Directions:
Isolate every line in the data with the string "content" and copy it.
#### Given entries ####
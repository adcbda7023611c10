//! Interactive terminal chat

pub mod conversation;
pub mod tui;

use std::time::Duration;

use anyhow::{Context, Result};
use crossterm::event::{KeyCode, KeyModifiers};
use tokio::sync::mpsc;

use crate::client::RagClient;
use crate::config::Config;
use crate::controller::ConversationController;
use crate::events::{AppEvent, TuiEvent};
use conversation::{ConversationAction, ConversationManager};

const TICK_RATE: Duration = Duration::from_millis(300);

/// Run the chat UI until the user quits
pub async fn run(config: Config) -> Result<()> {
    let client = RagClient::new(&config).context("Failed to create HTTP client")?;
    let controller = ConversationController::new(client, config.controller_settings());

    let (tx, mut rx) = mpsc::unbounded_channel();
    let mut manager = ConversationManager::new(controller, &config.ui, tx.clone());

    tui::install_panic_hook();
    let mut terminal = tui::init().context("Failed to initialize terminal")?;
    tui::spawn_event_pump(tx, TICK_RATE);

    tracing::info!(base_url = %config.base_url, policy = config.reconcile_policy.as_ref(), "chat session started");

    let result = event_loop(&mut terminal, &mut manager, &mut rx).await;

    tui::restore().context("Failed to restore terminal")?;
    tracing::info!("chat session ended");
    result
}

async fn event_loop(
    terminal: &mut tui::Tui,
    manager: &mut ConversationManager,
    rx: &mut mpsc::UnboundedReceiver<AppEvent>,
) -> Result<()> {
    loop {
        terminal.draw(|frame| manager.render(frame.size(), frame.buffer_mut()))?;

        let Some(event) = rx.recv().await else {
            return Ok(());
        };

        match event {
            AppEvent::Tui(TuiEvent::Key(key)) => {
                if key.modifiers.contains(KeyModifiers::CONTROL)
                    && matches!(key.code, KeyCode::Char('c') | KeyCode::Char('d'))
                {
                    return Ok(());
                }
                if manager.handle_key(key) == ConversationAction::Exit {
                    return Ok(());
                }
            }
            AppEvent::Tui(TuiEvent::Paste(text)) => manager.paste(&text),
            AppEvent::Tui(TuiEvent::Resize(..)) => {}
            AppEvent::Tui(TuiEvent::Tick) => manager.on_tick(),
            AppEvent::TurnSettled(outcome) => manager.settle(outcome),
        }
    }
}
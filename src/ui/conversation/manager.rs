use crate::config::UiConfig;
use crate::controller::{ConversationController, TurnOutcome};
use crate::events::AppEvent;
use crate::ui::conversation::{
    get_help_text, ComposerResult, ConversationComposer, ConversationHistory, ScoresPanel,
    SlashCommand,
};
use crate::view::render_state;
use ratatui::{
    buffer::Buffer,
    layout::{Constraint, Direction, Layout, Rect},
    widgets::Widget,
};
use tokio::sync::mpsc;

/// Actions that can be requested by the conversation manager
#[derive(Debug, Clone, PartialEq, Eq)]
pub enum ConversationAction {
    None,
    Exit,
}

/// Glues the controller to the composer and widgets, and runs the network
/// half of each turn on its own task.
pub struct ConversationManager {
    controller: ConversationController,
    composer: ConversationComposer,
    events: mpsc::UnboundedSender<AppEvent>,
    assistant_name: String,
    show_scores: bool,
    tick: usize,
}

impl ConversationManager {
    pub fn new(
        controller: ConversationController,
        ui: &UiConfig,
        events: mpsc::UnboundedSender<AppEvent>,
    ) -> Self {
        Self {
            controller,
            composer: ConversationComposer::new("Type your message..."),
            events,
            assistant_name: ui.assistant_name.clone(),
            show_scores: ui.show_metrics,
            tick: 0,
        }
    }

    /// Handle key input
    pub fn handle_key(&mut self, key: crossterm::event::KeyEvent) -> ConversationAction {
        match self.composer.handle_key(key) {
            ComposerResult::Submitted(input) => {
                self.send(input);
                ConversationAction::None
            }
            ComposerResult::Command(command) => self.handle_slash_command(command),
            ComposerResult::None => ConversationAction::None,
        }
    }

    pub fn paste(&mut self, text: &str) {
        self.composer.paste(text);
    }

    /// Start a turn and hand its network half to a background task
    fn send(&mut self, input: String) {
        let Some(turn) = self.controller.begin_turn(&input) else {
            return;
        };
        self.composer.set_enabled(false);

        let turn_id = turn.id();
        let events = self.events.clone();
        tokio::spawn(async move {
            let outcome = match tokio::spawn(turn.run()).await {
                Ok(outcome) => outcome,
                Err(error) => {
                    tracing::error!(%turn_id, %error, "turn task failed");
                    TurnOutcome::aborted(turn_id, error.to_string())
                }
            };
            if events.send(AppEvent::TurnSettled(outcome)).is_err() {
                tracing::debug!(%turn_id, "event loop gone before turn settled");
            }
        });
    }

    /// Apply a finished turn and re-enable input
    pub fn settle(&mut self, outcome: TurnOutcome) {
        self.controller.finish_turn(outcome);
        if !self.controller.is_loading() {
            self.composer.clear();
            self.composer.set_enabled(true);
        }
    }

    pub fn on_tick(&mut self) {
        if self.controller.is_loading() {
            self.tick = self.tick.wrapping_add(1);
        }
    }

    pub fn controller(&self) -> &ConversationController {
        &self.controller
    }

    fn handle_slash_command(&mut self, command: SlashCommand) -> ConversationAction {
        if self.controller.is_loading() && !command.available_while_loading() {
            self.controller
                .push_notice(format!("/{} is not available while waiting for a reply", command.command()));
            return ConversationAction::None;
        }

        match command {
            SlashCommand::Bye => ConversationAction::Exit,
            SlashCommand::Help => {
                self.controller.push_notice(get_help_text());
                ConversationAction::None
            }
            SlashCommand::Clear => {
                self.controller.reset();
                ConversationAction::None
            }
        }
    }

    /// Render the conversation UI components
    pub fn render(&self, area: Rect, buf: &mut Buffer) {
        let view = render_state(&self.controller, &self.assistant_name);

        let columns = if self.show_scores {
            Layout::default()
                .direction(Direction::Horizontal)
                .constraints([Constraint::Min(30), Constraint::Length(36)])
                .split(area)
        } else {
            Layout::default()
                .direction(Direction::Horizontal)
                .constraints([Constraint::Min(30)])
                .split(area)
        };

        let chunks = Layout::default()
            .direction(Direction::Vertical)
            .constraints([
                Constraint::Min(5),    // History
                Constraint::Length(1), // Command hint
                Constraint::Length(3), // Composer
            ])
            .split(columns[0]);

        let title = format!("Chat with {}", self.assistant_name);
        ConversationHistory::new(&view, title, self.tick).render(chunks[0], buf);
        self.composer.render(chunks[2], buf);

        if self.show_scores {
            ScoresPanel::new(&view).render(columns[1], buf);
        }
    }
}

#[cfg(test)]
mod tests {
    use crossterm::event::{KeyCode, KeyEvent, KeyModifiers};
    use mockito::Matcher;
    use pretty_assertions::assert_eq;
    use serde_json::json;

    use super::*;
    use crate::client::RagClient;
    use crate::config::Config;
    use crate::message::Message;

    fn fixture(url: &str) -> (ConversationManager, mpsc::UnboundedReceiver<AppEvent>) {
        let mut config = Config::default();
        config.base_url = url.to_string();
        let controller = ConversationController::new(
            RagClient::new(&config).unwrap(),
            config.controller_settings(),
        );
        let (tx, rx) = mpsc::unbounded_channel();
        (ConversationManager::new(controller, &config.ui, tx), rx)
    }

    fn type_line(manager: &mut ConversationManager, text: &str) -> ConversationAction {
        for c in text.chars() {
            manager.handle_key(KeyEvent::new(KeyCode::Char(c), KeyModifiers::NONE));
        }
        manager.handle_key(KeyEvent::new(KeyCode::Enter, KeyModifiers::NONE))
    }

    #[tokio::test]
    async fn test_turn_round_trip_through_event_channel() {
        let mut server = mockito::Server::new_async().await;
        server
            .mock("POST", "/rag_chat")
            .with_status(200)
            .with_body(
                json!({
                    "answer": "hi there",
                    "history": [
                        {"role": "user", "content": "hello"},
                        {"role": "assistant", "content": "hi there"}
                    ]
                })
                .to_string(),
            )
            .create_async()
            .await;
        let (mut manager, mut rx) = fixture(&server.url());

        type_line(&mut manager, "hello");
        assert!(manager.controller().is_loading());
        assert!(!manager.composer.is_enabled());

        let Some(AppEvent::TurnSettled(outcome)) = rx.recv().await else {
            panic!("expected a settled turn");
        };
        manager.settle(outcome);

        assert!(!manager.controller().is_loading());
        assert!(manager.composer.is_enabled());
        assert_eq!(manager.composer.content(), "");
        assert_eq!(manager.controller().history().last(), Some(&Message::assistant("hi there")));
    }

    #[tokio::test]
    async fn test_bye_exits_and_help_adds_notice() {
        let (mut manager, _rx) = fixture("http://127.0.0.1:1");

        assert_eq!(type_line(&mut manager, "/help"), ConversationAction::None);
        let notice = manager.controller().notices().last().unwrap();
        assert!(notice.text.starts_with("Available commands"));
        assert_eq!(manager.controller().history(), &[Message::system("")]);

        assert_eq!(type_line(&mut manager, "/bye"), ConversationAction::Exit);
    }

    #[tokio::test]
    async fn test_help_text_is_not_sent_with_next_turn() {
        let mut server = mockito::Server::new_async().await;
        let mock = server
            .mock("POST", "/rag_chat")
            .match_body(Matcher::Json(json!({
                "message": "hello",
                "history": [
                    {"role": "system", "content": ""},
                    {"role": "user", "content": "hello"}
                ]
            })))
            .with_status(200)
            .with_body(json!({"answer": "hi", "history": []}).to_string())
            .create_async()
            .await;
        let (mut manager, mut rx) = fixture(&server.url());

        type_line(&mut manager, "/help");
        type_line(&mut manager, "hello");
        let Some(AppEvent::TurnSettled(outcome)) = rx.recv().await else {
            panic!("expected a settled turn");
        };
        manager.settle(outcome);

        mock.assert_async().await;
        let view = render_state(manager.controller(), "RAG");
        assert!(view.bubbles[0].text.starts_with("Available commands"));
    }

    #[tokio::test]
    async fn test_unreachable_backend_reenables_input() {
        let (mut manager, mut rx) = fixture("http://127.0.0.1:1");

        type_line(&mut manager, "hello");
        assert!(!manager.composer.is_enabled());

        let Some(AppEvent::TurnSettled(outcome)) = rx.recv().await else {
            panic!("expected a settled turn");
        };
        manager.settle(outcome);

        assert!(manager.composer.is_enabled());
        assert_eq!(manager.composer.content(), "");
        assert_eq!(manager.controller().draft(), "");
        assert_eq!(
            manager.controller().history().last(),
            Some(&Message::system("Error: Could not connect to the chat service."))
        );
    }

    #[tokio::test]
    async fn test_render_does_not_panic_on_small_area() {
        let (manager, _rx) = fixture("http://127.0.0.1:1");
        let area = Rect::new(0, 0, 20, 6);
        let mut buf = Buffer::empty(area);
        manager.render(area, &mut buf);
    }
}
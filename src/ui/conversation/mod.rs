//! Conversation UI components for chat interface

pub mod commands;
pub mod composer;
pub mod history;
pub mod manager;
pub mod scores;

pub use commands::{get_help_text, parse_slash_command, SlashCommand};
pub use composer::{ComposerResult, ConversationComposer};
pub use history::ConversationHistory;
pub use manager::{ConversationAction, ConversationManager};
pub use scores::ScoresPanel;
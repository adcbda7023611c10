use anyhow::{Context, Result};

use crate::client::RagClient;
use crate::config::Config;
use crate::controller::ConversationController;
use crate::message::Role;
use crate::view::{render_state, Alignment, ConversationView};

/// Run a single turn and print the resulting conversation
pub async fn ask(config: &Config, message: &str) -> Result<()> {
    let client = RagClient::new(config).context("Failed to create HTTP client")?;
    let mut controller = ConversationController::new(client, config.controller_settings());

    if !controller.submit(message).await {
        println!("Nothing to send.");
        return Ok(());
    }

    let view = render_state(&controller, &config.ui.assistant_name);
    print!("{}", format_transcript(&view, &config.ui.assistant_name));
    Ok(())
}

/// Print the effective configuration, or write the defaults to disk
pub fn config(config: &Config, init: bool) -> Result<()> {
    if init {
        let path = config.config_path();
        if path.exists() {
            println!("Config already exists at {}", path.display());
            return Ok(());
        }
        let path = config.save()?;
        println!("Wrote default config to {}", path.display());
        return Ok(());
    }

    println!("# {}", config.config_path().display());
    print!("{}", toml::to_string_pretty(config).context("Failed to serialize config")?);
    Ok(())
}

/// Plain-text rendering of a conversation for non-interactive output
pub fn format_transcript(view: &ConversationView, assistant_name: &str) -> String {
    let mut out = String::new();

    for bubble in &view.bubbles {
        let label = match bubble.role {
            Role::User => "You",
            Role::Assistant => assistant_name,
            Role::System => "!",
        };
        let prefix = match bubble.alignment {
            Alignment::Trailing => "> ",
            Alignment::Leading => "< ",
            Alignment::Centered => "  ",
        };
        out.push_str(&format!("{prefix}{label}: {}\n", bubble.text));
    }

    if !view.metric_lines.is_empty() {
        out.push_str("\nMetrics:\n");
        for line in &view.metric_lines {
            out.push_str(&format!("  {line}\n"));
        }
    }

    if let Some(evaluation) = &view.evaluation {
        out.push_str(&format!("\nEvaluation:\n  {evaluation}\n"));
    }

    out
}
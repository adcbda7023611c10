use indexmap::IndexMap;
use serde::{Deserialize, Serialize};
use serde_json::Value;

/// Scores reported by the backend for one evaluation dataset
#[derive(Debug, Clone, PartialEq, Serialize, Deserialize)]
pub struct Metric {
    pub dataset: String,
    #[serde(default, skip_serializing_if = "Option::is_none")]
    pub bleu: Option<f64>,
    #[serde(default, skip_serializing_if = "Option::is_none")]
    pub rouge: Option<IndexMap<String, f64>>,
}

impl Metric {
    /// BLEU rendered with four decimals, if present
    pub fn bleu_display(&self) -> Option<String> {
        self.bleu.map(|bleu| format!("{bleu:.4}"))
    }

    /// ROUGE entries rendered as `label:value` with four decimals
    pub fn rouge_display(&self) -> Vec<String> {
        self.rouge
            .iter()
            .flatten()
            .map(|(label, value)| format!("{label}:{value:.4}"))
            .collect()
    }

    /// One-line summary, e.g. `A  BLEU 0.5000  ROUGE 1:0.3000`
    pub fn summary(&self) -> String {
        let mut line = self.dataset.clone();
        if let Some(bleu) = self.bleu_display() {
            line.push_str("  BLEU ");
            line.push_str(&bleu);
        }
        let rouge = self.rouge_display();
        if !rouge.is_empty() {
            line.push_str("  ROUGE ");
            line.push_str(&rouge.join(" "));
        }
        line
    }
}

/// Parse metric entries one by one, dropping the ones that do not fit.
pub fn parse_metrics(entries: Vec<Value>) -> Vec<Metric> {
    entries
        .into_iter()
        .filter_map(|entry| serde_json::from_value(entry).ok())
        .collect()
}
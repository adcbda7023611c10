use std::str::FromStr;

use once_cell::sync::Lazy;
use strum::{AsRefStr, EnumIter, EnumString, IntoEnumIterator, IntoStaticStr};

/// Commands that can be invoked by starting a message with a leading slash.
#[derive(
    Debug, Clone, Copy, PartialEq, Eq, Hash, EnumString, EnumIter, AsRefStr, IntoStaticStr,
)]
#[strum(serialize_all = "kebab-case")]
pub enum SlashCommand {
    /// Start a fresh conversation
    Clear,
    /// Exit the application
    Bye,
    /// Show help
    Help,
}

#[derive(Debug, Clone, Copy, PartialEq, Eq)]
pub struct CommandEntry {
    pub command: SlashCommand,
    pub keyword: &'static str,
    pub description: &'static str,
}

static COMMAND_ENTRIES: Lazy<Vec<CommandEntry>> = Lazy::new(|| {
    SlashCommand::iter()
        .map(|command| CommandEntry {
            command,
            keyword: command.command(),
            description: command.description(),
        })
        .collect()
});

pub fn command_entries() -> &'static [CommandEntry] {
    &COMMAND_ENTRIES
}

impl SlashCommand {
    /// User-visible description shown in help.
    pub fn description(self) -> &'static str {
        match self {
            SlashCommand::Clear => "start a new conversation",
            SlashCommand::Bye => "exit the application",
            SlashCommand::Help => "show available commands",
        }
    }

    /// Command string without the leading '/'.
    pub fn command(self) -> &'static str {
        self.into()
    }

    /// Whether this command can be run while a turn is in flight.
    pub fn available_while_loading(self) -> bool {
        match self {
            SlashCommand::Clear => false,
            SlashCommand::Bye | SlashCommand::Help => true,
        }
    }
}

/// Parse a slash command from user input
pub fn parse_slash_command(input: &str) -> Option<SlashCommand> {
    let head = input.trim().strip_prefix('/')?.split_whitespace().next()?;

    SlashCommand::from_str(head).ok().or_else(|| match head.to_lowercase().as_str() {
        "q" | "quit" | "exit" => Some(SlashCommand::Bye),
        "new" | "reset" => Some(SlashCommand::Clear),
        "h" | "?" => Some(SlashCommand::Help),
        _ => None,
    })
}

/// Get help text for all available commands
pub fn get_help_text() -> String {
    let mut help = String::from("Available commands:\n");
    for entry in command_entries() {
        help.push_str(&format!("/{} - {}\n", entry.keyword, entry.description));
    }
    help.push_str("Aliases: /q, /quit, /exit for /bye; /new for /clear");
    help
}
####
Solution to this task:
                        {"role": "user", "content": "hello"},
                        {"role": "assistant", "content": "hi there"}
        assert_eq!(manager.composer.content(), "");
                    {"role": "system", "content": ""},
                    {"role": "user", "content": "hello"}
        assert_eq!(manager.composer.content(), "");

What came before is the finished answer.